I was told, "It doesn't rain in July."
Hmm...
As Christian and I greeted our guests in the wet weather I stood out in the rain in my wedding dress. I wasn't going to wear it again...and there was something very fun about being in the rain in a wedding dress.
Sometime into our reception a beautiful rainbow appeared...I called it my rainbow. It was meant for us...or so I liked to think.
Maybe our wedding day wasn't an omen, but rather symbolic...life isn't fair or easy. Though we try...we aren't perfect. Bad things happen sometimes...instead of good. Then just as all hope is lost...a beautiful rainbow...hope.
The other day it rained and an old friend came to visit...

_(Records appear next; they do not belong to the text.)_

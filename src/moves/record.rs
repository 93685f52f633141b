//! The `MoveRecord` value type.
//!
//! A move names an operation, the player making it and up to two board
//! locations. Everything needed to undo it (captured pieces, prior phase,
//! counters) lives in the board's journal, not here, so records stay small
//! and compare by value.

use serde::{Deserialize, Serialize};
use smallvec::{smallvec, SmallVec};

use crate::core::{PlayerId, PoolId};
use crate::topology::Coord;

/// Operation code of a move.
#[derive(Clone, Copy, Debug, PartialEq, Eq, Hash, Serialize, Deserialize)]
pub enum OpCode {
    /// Leave setup and begin turn-based play.
    Start,
    /// Return to free placement.
    Edit,
    /// Lift the top piece of a cell or pool.
    Pick,
    /// Put the floating piece down.
    Drop,
    /// Pick, drop and confirm in one step.
    Move,
    /// Confirm the pending placement and end the turn.
    Done,
    /// End the turn without moving.
    Pass,
    /// Resign, or withdraw a resignation.
    Resign,
}

impl OpCode {
    pub const ALL: [OpCode; 8] = [
        OpCode::Start,
        OpCode::Edit,
        OpCode::Pick,
        OpCode::Drop,
        OpCode::Move,
        OpCode::Done,
        OpCode::Pass,
        OpCode::Resign,
    ];

    /// Keyword used in move text.
    #[must_use]
    pub const fn name(self) -> &'static str {
        match self {
            OpCode::Start => "start",
            OpCode::Edit => "edit",
            OpCode::Pick => "pick",
            OpCode::Drop => "drop",
            OpCode::Move => "move",
            OpCode::Done => "done",
            OpCode::Pass => "pass",
            OpCode::Resign => "resign",
        }
    }

    /// Number of locations the operation carries.
    #[must_use]
    pub const fn operand_count(self) -> usize {
        match self {
            OpCode::Pick | OpCode::Drop => 1,
            OpCode::Move => 2,
            OpCode::Start | OpCode::Edit | OpCode::Done | OpCode::Pass | OpCode::Resign => 0,
        }
    }
}

impl std::fmt::Display for OpCode {
    fn fmt(&self, f: &mut std::fmt::Formatter<'_>) -> std::fmt::Result {
        f.write_str(self.name())
    }
}

/// Where a piece comes from or goes to.
#[derive(Clone, Copy, Debug, PartialEq, Eq, Hash, Serialize, Deserialize)]
pub enum Location {
    Cell(Coord),
    Pool(PoolId),
}

impl std::fmt::Display for Location {
    fn fmt(&self, f: &mut std::fmt::Formatter<'_>) -> std::fmt::Result {
        match self {
            Location::Cell(coord) => write!(f, "{coord}"),
            Location::Pool(pool) => write!(f, "{pool}"),
        }
    }
}

/// A single move as it travels between players, robots and transcripts.
#[derive(Clone, Debug, PartialEq, Eq, Hash, Serialize, Deserialize)]
pub struct MoveRecord {
    pub op: OpCode,
    pub player: PlayerId,
    pub operands: SmallVec<[Location; 2]>,
}

impl MoveRecord {
    fn bare(op: OpCode, player: PlayerId) -> Self {
        Self {
            op,
            player,
            operands: SmallVec::new(),
        }
    }

    #[must_use]
    pub fn start(player: PlayerId) -> Self {
        Self::bare(OpCode::Start, player)
    }

    #[must_use]
    pub fn edit(player: PlayerId) -> Self {
        Self::bare(OpCode::Edit, player)
    }

    #[must_use]
    pub fn done(player: PlayerId) -> Self {
        Self::bare(OpCode::Done, player)
    }

    #[must_use]
    pub fn pass(player: PlayerId) -> Self {
        Self::bare(OpCode::Pass, player)
    }

    #[must_use]
    pub fn resign(player: PlayerId) -> Self {
        Self::bare(OpCode::Resign, player)
    }

    #[must_use]
    pub fn pick(player: PlayerId, from: Location) -> Self {
        Self {
            op: OpCode::Pick,
            player,
            operands: smallvec![from],
        }
    }

    #[must_use]
    pub fn drop(player: PlayerId, to: Location) -> Self {
        Self {
            op: OpCode::Drop,
            player,
            operands: smallvec![to],
        }
    }

    /// A complete move from one location to another.
    #[must_use]
    pub fn moving(player: PlayerId, from: Location, to: Location) -> Self {
        Self {
            op: OpCode::Move,
            player,
            operands: smallvec![from, to],
        }
    }

    /// Where the piece comes from (`pick` and `move`).
    #[must_use]
    pub fn source(&self) -> Option<Location> {
        match self.op {
            OpCode::Pick | OpCode::Move => self.operands.first().copied(),
            _ => None,
        }
    }

    /// Where the piece goes (`drop` and `move`).
    #[must_use]
    pub fn destination(&self) -> Option<Location> {
        match self.op {
            OpCode::Drop => self.operands.first().copied(),
            OpCode::Move => self.operands.get(1).copied(),
            _ => None,
        }
    }
}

I took a picture and looked up at it for several minutes. A smile crossed my lips as I was cheered from the presence of this beautiful sight.
I know why many angel baby mommies call the baby after their angel baby...a rainbow baby. The hope and excitement after the sorrow and longing...or the "storm."
I am yet to receive my rainbow baby...it hasn't been as easy as I would like. As I've said before...my patience level is VERY lacking. But I'm hopeful. I know someday I will get to have a baby in my arms. Apparently my Father in Heaven wants me to be more patient. So I am waiting...hoping...and trying desperately not to get discouraged...though that is a task in itself.
For now, I am grateful for the chance to be a mom of three wonderful children. Though I only hug, laugh and cuddle with two. I love them all more than I thought possible.
Someday my rainbow will come...and just as it brightened my dreary sky on my wedding day...
...maybe my rainbow might do so in my life.